The Borrower will select the applicable rate option at the time it requests a loan hereunder and may, subject to the limitations set forth above, elect to convert balances bearing interest at the variable rate option to one of the fixed rate options. If the Borrower fails to elect an interest rate option, interest will accrue at the variable interest rate option. Upon the expiration of any fixed rate period, interest will automatically accrue at the variable rate option unless the amount fixed is repaid or fixed for an additional period in accordance with the terms hereof. Notwithstanding the foregoing, rates may not be fixed for periods expiring after the maturity date of the loans and rates may not be fixed in such a manner as to cause the Borrower to have to break any fixed rate balance in order to pay any installment of principal. All elections provided for herein will be made electronically (if applicable), telephonically or in writing and must be received by Agent not later than 12:00 p.m. Denver, Colorado time in order to be considered to have been received on that day; provided, however, that in the case of LIBOR rate loans, all such elections must be confirmed in writing upon Agent’s request. Interest will be calculated on the actual number of days each loan is outstanding on the basis of a year consisting of 360 days and will be payable monthly in arrears by the 20th day of the following month or on such other day as Agent will require in a written notice to the Borrower (“Interest Payment Date”); provided, however, in the event the Borrower elects to fix all or a portion of the indebtedness outstanding under the LIBOR interest rate option above, at Agent’s option upon written notice to the Borrower, interest will be payable at the maturity of the Interest Period and if the LIBOR interest rate fix is for a period longer than three months, interest on that portion of the indebtedness outstanding will be payable quarterly in arrears on each three-month anniversary of the commencement date of such Interest Period, and at maturity.

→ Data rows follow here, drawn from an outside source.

//! Full-screen text pages: the about blurb and the technology showcase.

use ratatui::{
    buffer::Buffer,
    layout::{Alignment, Rect},
    text::{Line, Span},
    widgets::{Block, BorderType, Borders, Clear, Padding, Paragraph, Widget, Wrap},
};

use super::theme::Theme;
use crate::core::project::{About, Certification, TechCategory};

pub const TECH_HEADING: &str = "Technologies I Use";
pub const TECH_INTRO: &str = "A collection of technologies, frameworks, and tools I work with \
     across development, data, and cloud.";
pub const CERT_HEADING: &str = "My Certifications";

pub struct AboutPage<'a> {
    pub about: &'a About,
    pub scroll: u16,
}

impl AboutPage<'_> {
    /// Draw the page and return the scroll actually used.
    pub fn render_scrolled(self, area: Rect, buf: &mut Buffer) -> u16 {
        let mut lines = Vec::new();
        if !self.about.heading.is_empty() {
            lines.push(Line::styled(self.about.heading.as_str(), Theme::page_heading_style()));
            lines.push(Line::raw(""));
        }
        for (i, para) in self.about.paragraphs.iter().enumerate() {
            if i > 0 {
                lines.push(Line::raw(""));
            }
            lines.push(Line::styled(para.as_str(), Theme::page_body_style()));
        }
        render_page(" About ", lines, self.scroll, area, buf)
    }
}

pub struct TechnologiesPage<'a> {
    pub technologies: &'a [TechCategory],
    pub certifications: &'a [Certification],
    pub scroll: u16,
}

impl TechnologiesPage<'_> {
    pub fn render_scrolled(self, area: Rect, buf: &mut Buffer) -> u16 {
        let mut lines = vec![
            Line::styled(TECH_HEADING, Theme::page_heading_style()),
            Line::styled(TECH_INTRO, Theme::page_body_style()),
        ];
        for group in self.technologies {
            lines.push(Line::raw(""));
            lines.push(Line::styled(group.category.as_str(), Theme::page_heading_style()));
            lines.push(Line::styled(group.items.join(" · "), Theme::page_body_style()));
        }
        if !self.certifications.is_empty() {
            lines.push(Line::raw(""));
            lines.push(Line::styled(CERT_HEADING, Theme::page_heading_style()));
            for cert in self.certifications {
                lines.push(Line::from(vec![
                    Span::styled("• ", Theme::page_heading_style()),
                    Span::styled(cert.name.as_str(), Theme::page_body_style()),
                ]));
            }
        }
        render_page(" Technologies ", lines, self.scroll, area, buf)
    }
}

fn render_page(title: &str, lines: Vec<Line<'_>>, scroll: u16, area: Rect, buf: &mut Buffer) -> u16 {
    Clear.render(area, buf);
    let block = Block::default()
        .title(title)
        .title_style(Theme::page_heading_style())
        .title_alignment(Alignment::Center)
        .borders(Borders::ALL)
        .border_type(BorderType::Rounded)
        .border_style(Theme::page_border_style())
        .padding(Padding::horizontal(2));

    // Scrolling stops with the last line still on screen.
    let scroll = scroll.min(lines.len().saturating_sub(1) as u16);
    Paragraph::new(lines)
        .block(block)
        .wrap(Wrap { trim: false })
        .scroll((scroll, 0))
        .render(area, buf);
    scroll
}
#[cfg(test)]
mod tests {
    use super::*;

    const SAMPLE: &str = r#"
        [[project]]
        id = 7
        title = "Alpha"
        description = "first"
        tech_stack = ["Rust", "Tokio"]
        link = "https://example.com/alpha"
        thumbnail = "covers/alpha.png"

        [[project]]
        id = 8
        title = "Beta"
        description = "second"
        link = "https://example.com/beta"
    "#;

    #[test]
    fn builtin_catalog_is_valid() {
        let builtin = Catalog::builtin();
        assert_eq!(builtin.projects().len(), 6);
        let (projects, profile) = builtin.into_parts();
        assert!(Catalog::new(projects, profile).is_ok());
    }

    #[test]
    fn builtin_keeps_one_project_without_thumbnail() {
        let builtin = Catalog::builtin();
        let missing: Vec<_> = builtin
            .projects()
            .iter()
            .filter(|p| p.thumbnail.is_none())
            .map(|p| p.title.as_str())
            .collect();
        assert_eq!(missing, ["MarkerGo"]);
    }

    #[test]
    fn parses_toml_in_order() {
        let catalog = Catalog::from_toml_str(SAMPLE).unwrap();
        let titles: Vec<_> = catalog.projects().iter().map(|p| p.title.as_str()).collect();
        assert_eq!(titles, ["Alpha", "Beta"]);
        assert!(catalog.projects()[1].tech_stack.is_empty());
        assert_eq!(catalog.projects()[1].thumbnail, None);
    }

    #[test]
    fn empty_file_is_rejected() {
        assert!(matches!(Catalog::from_toml_str(""), Err(CatalogError::Empty)));
    }

    #[test]
    fn duplicate_ids_are_rejected() {
        let dup = r#"
            [[project]]
            id = 1
            title = "A"
            description = ""
            link = ""

            [[project]]
            id = 1
            title = "B"
            description = ""
            link = ""
        "#;
        assert!(matches!(
            Catalog::from_toml_str(dup),
            Err(CatalogError::DuplicateId(1))
        ));
    }

    #[test]
    fn blank_title_is_rejected() {
        let blank = r#"
            [[project]]
            id = 3
            title = "   "
            description = ""
            link = ""
        "#;
        assert!(matches!(
            Catalog::from_toml_str(blank),
            Err(CatalogError::MissingTitle(3))
        ));
    }

    #[test]
    fn malformed_toml_is_a_parse_error() {
        assert!(matches!(
            Catalog::from_toml_str("[[project]]\nid = \"one\""),
            Err(CatalogError::Parse(_))
        ));
    }

    #[test]
    fn load_resolves_relative_thumbnails() {
        let dir = std::env::temp_dir().join(format!("folio-catalog-{}", std::process::id()));
        std::fs::create_dir_all(&dir).unwrap();
        let path = dir.join("projects.toml");
        std::fs::write(&path, SAMPLE).unwrap();

        let catalog = Catalog::load(&path).unwrap();
        assert_eq!(
            catalog.projects()[0].thumbnail.as_deref(),
            Some(dir.join("covers/alpha.png").as_path())
        );

        std::fs::remove_dir_all(&dir).unwrap();
    }

    #[test]
    fn missing_file_is_an_io_error() {
        let err = Catalog::load(Path::new("/definitely/not/here.toml")).unwrap_err();
        assert!(matches!(err, CatalogError::Io { .. }));
    }

    #[test]
    fn profile_sections_are_optional() {
        let (_, profile) = Catalog::from_toml_str(SAMPLE).unwrap().into_parts();
        assert_eq!(profile, Profile::default());
    }

    #[test]
    fn parses_profile_sections() {
        let toml = format!(
            "{SAMPLE}{}",
            r#"
            [about]
            heading = "About Me"
            paragraphs = ["One.", "Two."]

            [[technology]]
            category = "Languages"
            items = ["Rust", "C"]

            [[technology]]
            category = "Tools"

            [[certification]]
            name = "Some Cert"
            "#
        );
        let (projects, profile) = Catalog::from_toml_str(&toml).unwrap().into_parts();
        assert_eq!(projects.len(), 2);
        assert_eq!(profile.about.heading, "About Me");
        assert_eq!(profile.about.paragraphs, ["One.", "Two."]);
        assert_eq!(profile.technologies.len(), 2);
        assert_eq!(profile.technologies[0].items, ["Rust", "C"]);
        assert!(profile.technologies[1].items.is_empty());
        assert_eq!(profile.certifications[0].name, "Some Cert");
    }

    #[test]
    fn builtin_profile_lists_showcase() {
        let (_, profile) = Catalog::builtin().into_parts();
        assert_eq!(profile.about.heading, "About Ayoub Harati");
        assert_eq!(profile.about.paragraphs.len(), 2);
        let total: usize = profile.technologies.iter().map(|c| c.items.len()).sum();
        assert_eq!(total, 34);
        assert_eq!(profile.certifications.len(), 3);
    }

    #[test]
    fn visible_tags_reports_overflow() {
        let builtin = Catalog::builtin();
        let pharma = &builtin.projects()[0];
        let (shown, more) = pharma.visible_tags(4);
        assert_eq!(shown, ["React.js", "React Native", "Solidity", "Ethereum"]);
        assert_eq!(more, 4);

        let (shown, more) = pharma.visible_tags(20);
        assert_eq!(shown.len(), 8);
        assert_eq!(more, 0);
    }
}
impl AppConfig {
    /// Built-in key bindings.
    pub fn default_bindings() -> HashMap<Action, Vec<KeyBind>> {
        use Action::*;
        use KeyCode::*;
        let n = KeyModifiers::NONE;
        let shift = KeyModifiers::SHIFT;
        let mut m = HashMap::new();

        m.insert(Next, vec![KeyBind::new(Right, n), KeyBind::new(Char('l'), n)]);
        m.insert(Previous, vec![KeyBind::new(Left, n), KeyBind::new(Char('h'), n)]);
        m.insert(NudgeLeft, vec![KeyBind::new(Left, shift), KeyBind::new(Char('H'), n)]);
        m.insert(NudgeRight, vec![KeyBind::new(Right, shift), KeyBind::new(Char('L'), n)]);
        m.insert(OpenLink, vec![KeyBind::new(Enter, n)]);
        m.insert(ShowAbout, vec![KeyBind::new(Char('a'), n)]);
        m.insert(ShowTechnologies, vec![KeyBind::new(Char('t'), n)]);
        m.insert(ShowControls, vec![KeyBind::new(Char('?'), n)]);
        m.insert(Quit, vec![KeyBind::new(Char('q'), n), KeyBind::new(Esc, n)]);

        m
    }

    /// Find the action that matches a key event.  When multiple bindings
    /// match, the one with the most modifiers wins.
    pub fn match_key(&self, event: KeyEvent) -> Option<Action> {
        let mut best: Option<Action> = None;
        let mut best_mod_count = 0;

        for (&action, binds) in &self.bindings {
            for bind in binds {
                if bind.matches(event) {
                    let mc = bind.modifiers.bits().count_ones();
                    if best.is_none() || mc > best_mod_count {
                        best = Some(action);
                        best_mod_count = mc;
                    }
                }
            }
        }
        best
    }

    /// Format the binding list for a given action (e.g. `"→/l"`).
    pub fn display_bindings(&self, action: Action) -> String {
        match self.bindings.get(&action) {
            Some(binds) if !binds.is_empty() => {
                binds.iter().map(|b| b.display()).collect::<Vec<_>>().join("/")
            }
            _ => "unbound".into(),
        }
    }

    /// Short display of the first binding only (for the status bar).
    fn short_binding(&self, action: Action) -> String {
        match self.bindings.get(&action) {
            Some(binds) if !binds.is_empty() => binds[0].display(),
            _ => "?".into(),
        }
    }

    /// Build the status-bar hint string from current bindings.
    pub fn status_bar_hint(&self) -> String {
        format!(
            "{}/{}: browse | {}: open link | {}: about | {}: technologies | {}: controls | {}: quit",
            self.short_binding(Action::Previous),
            self.short_binding(Action::Next),
            self.short_binding(Action::OpenLink),
            self.short_binding(Action::ShowAbout),
            self.short_binding(Action::ShowTechnologies),
            self.short_binding(Action::ShowControls),
            self.short_binding(Action::Quit),
        )
    }

    /// Status-bar hint while an about or technologies page is open.
    pub fn page_hint(&self) -> String {
        format!(
            "Esc: back | ↑/↓: scroll | {}: about | {}: technologies | {}: quit",
            self.short_binding(Action::ShowAbout),
            self.short_binding(Action::ShowTechnologies),
            self.short_binding(Action::Quit),
        )
    }

    // ── persistence ─────────────────────────────────────────────

    /// Load config from the default location, falling back to defaults.
    pub fn load() -> Self {
        Self::load_from(&config_path())
    }

    /// Load config from `path`.  A missing file yields defaults; a
    /// malformed one yields defaults plus a warning.
    pub fn load_from(path: &Path) -> Self {
        let Ok(contents) = std::fs::read_to_string(path) else {
            return Self::default();
        };
        match Self::parse(&contents) {
            Ok(config) => config,
            Err(err) => {
                tracing::warn!(path = %path.display(), %err, "ignoring malformed config");
                Self::default()
            }
        }
    }

    /// Persist current config to the default location.
    pub fn save(&self) -> anyhow::Result<PathBuf> {
        let path = config_path();
        self.save_to(&path)?;
        Ok(path)
    }

    pub fn save_to(&self, path: &Path) -> anyhow::Result<()> {
        if let Some(parent) = path.parent() {
            std::fs::create_dir_all(parent)?;
        }
        std::fs::write(path, self.serialise()?)?;
        Ok(())
    }

    fn parse(s: &str) -> Result<Self, toml::de::Error> {
        let file: ConfigFile = toml::from_str(s)?;
        let defaults = Self::default();

        let c = file.carousel;
        let mut recenter = defaults.carousel.recenter;
        if let Some(low) = c.recenter_low {
            if low > 0.0 && low < 1.0 {
                recenter.low = low;
            } else {
                tracing::warn!(low, "recenter_low must lie in (0, 1); keeping default");
            }
        }
        if let Some(high) = c.recenter_high {
            if high > 2.0 && high < 3.0 {
                recenter.high = high;
            } else {
                tracing::warn!(high, "recenter_high must lie in (2, 3); keeping default");
            }
        }
        let carousel = CarouselSettings {
            card_width: c
                .card_width
                .map_or(defaults.carousel.card_width, |w| w.clamp(12, 120)),
            card_gap: c
                .card_gap
                .map_or(defaults.carousel.card_gap, |g| g.min(16)),
            scroll_duration: c.scroll_duration_ms.map_or(defaults.carousel.scroll_duration, |ms| {
                Duration::from_millis(ms.clamp(50, 5000))
            }),
            recenter,
        };

        let h = file.hero;
        let hero = HeroSettings {
            cubes: h.cubes.map_or(defaults.hero.cubes, |n| n.min(200)),
            parallax_smoothing: h
                .parallax_smoothing
                .map_or(defaults.hero.parallax_smoothing, |s| s.clamp(0.01, 1.0)),
            seed: h.seed.unwrap_or(defaults.hero.seed),
        };

        let mut bindings = defaults.bindings;
        for (key, values) in file.keys {
            let Some(action) = Action::from_config_key(&key) else {
                tracing::warn!(%key, "unknown action in [keys]");
                continue;
            };
            let parsed: Vec<KeyBind> = values.iter().filter_map(|v| KeyBind::parse(v.trim())).collect();
            if !parsed.is_empty() {
                bindings.insert(action, parsed);
            }
        }

        Ok(Self {
            bindings,
            carousel,
            hero,
        })
    }

    fn serialise(&self) -> anyhow::Result<String> {
        let keys = Action::ALL
            .iter()
            .filter_map(|&action| {
                let binds = self.bindings.get(&action)?;
                let keys = binds.iter().map(KeyBind::to_config_string).collect();
                Some((action.config_key().to_string(), keys))
            })
            .collect();

        let file = ConfigFile {
            carousel: CarouselSection {
                card_width: Some(self.carousel.card_width),
                card_gap: Some(self.carousel.card_gap),
                scroll_duration_ms: Some(self.carousel.scroll_duration.as_millis() as u64),
                recenter_low: Some(self.carousel.recenter.low),
                recenter_high: Some(self.carousel.recenter.high),
            },
            hero: HeroSection {
                cubes: Some(self.hero.cubes),
                parallax_smoothing: Some(self.hero.parallax_smoothing),
                seed: Some(self.hero.seed),
            },
            keys,
        };
        Ok(format!("# folio configuration\n\n{}", toml::to_string(&file)?))
    }
}

/// Return the config file path (`$XDG_CONFIG_HOME/folio/config.toml`).
pub fn config_path() -> PathBuf {
    let config_dir = std::env::var("XDG_CONFIG_HOME")
        .map(PathBuf::from)
        .unwrap_or_else(|_| {
            let home = std::env::var("HOME").unwrap_or_else(|_| ".".into());
            PathBuf::from(home).join(".config")
        });
    config_dir.join("folio").join("config.toml")
}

SECTION 6.PROMISSORY NOTE.
The Borrower promises to repay on the Term Expiration Date.
In addition to the above, the Borrower promises to pay interest on the unpaid principal balance of the loans at the times and in accordance with the provisions set forth herein.
SECTION 7.PREPAYMENT.
Subject to the broken funding surcharge provision of the Credit Agreement, the Borrower may, on one Business Day’s prior written notice, prepay all or any portion of the loan(s). Unless otherwise agreed by Agent, all prepayments will be applied to principal installments in the inverse order of their maturity and to such balances, fixed or variable, as Agent will specify.
SECTION 8.SECURITY.
The Borrower’s obligations hereunder and, to the extent related hereto, under the Credit Agreement, will be secured as provided in Section 2.4 of the Credit Agreement.
SECTION 9.FEES.
(A)Commitment Fee. In consideration of the Commitment, the Borrower agrees to pay to Agent a commitment fee on the average daily unused available portion of the Commitment at the rate of 0.500% per annum (calculated on a 360-day basis), payable monthly in arrears by the 20th day following each month. Such fee will be payable for each month (or portion thereof) occurring during the original or any extended term of the Commitment.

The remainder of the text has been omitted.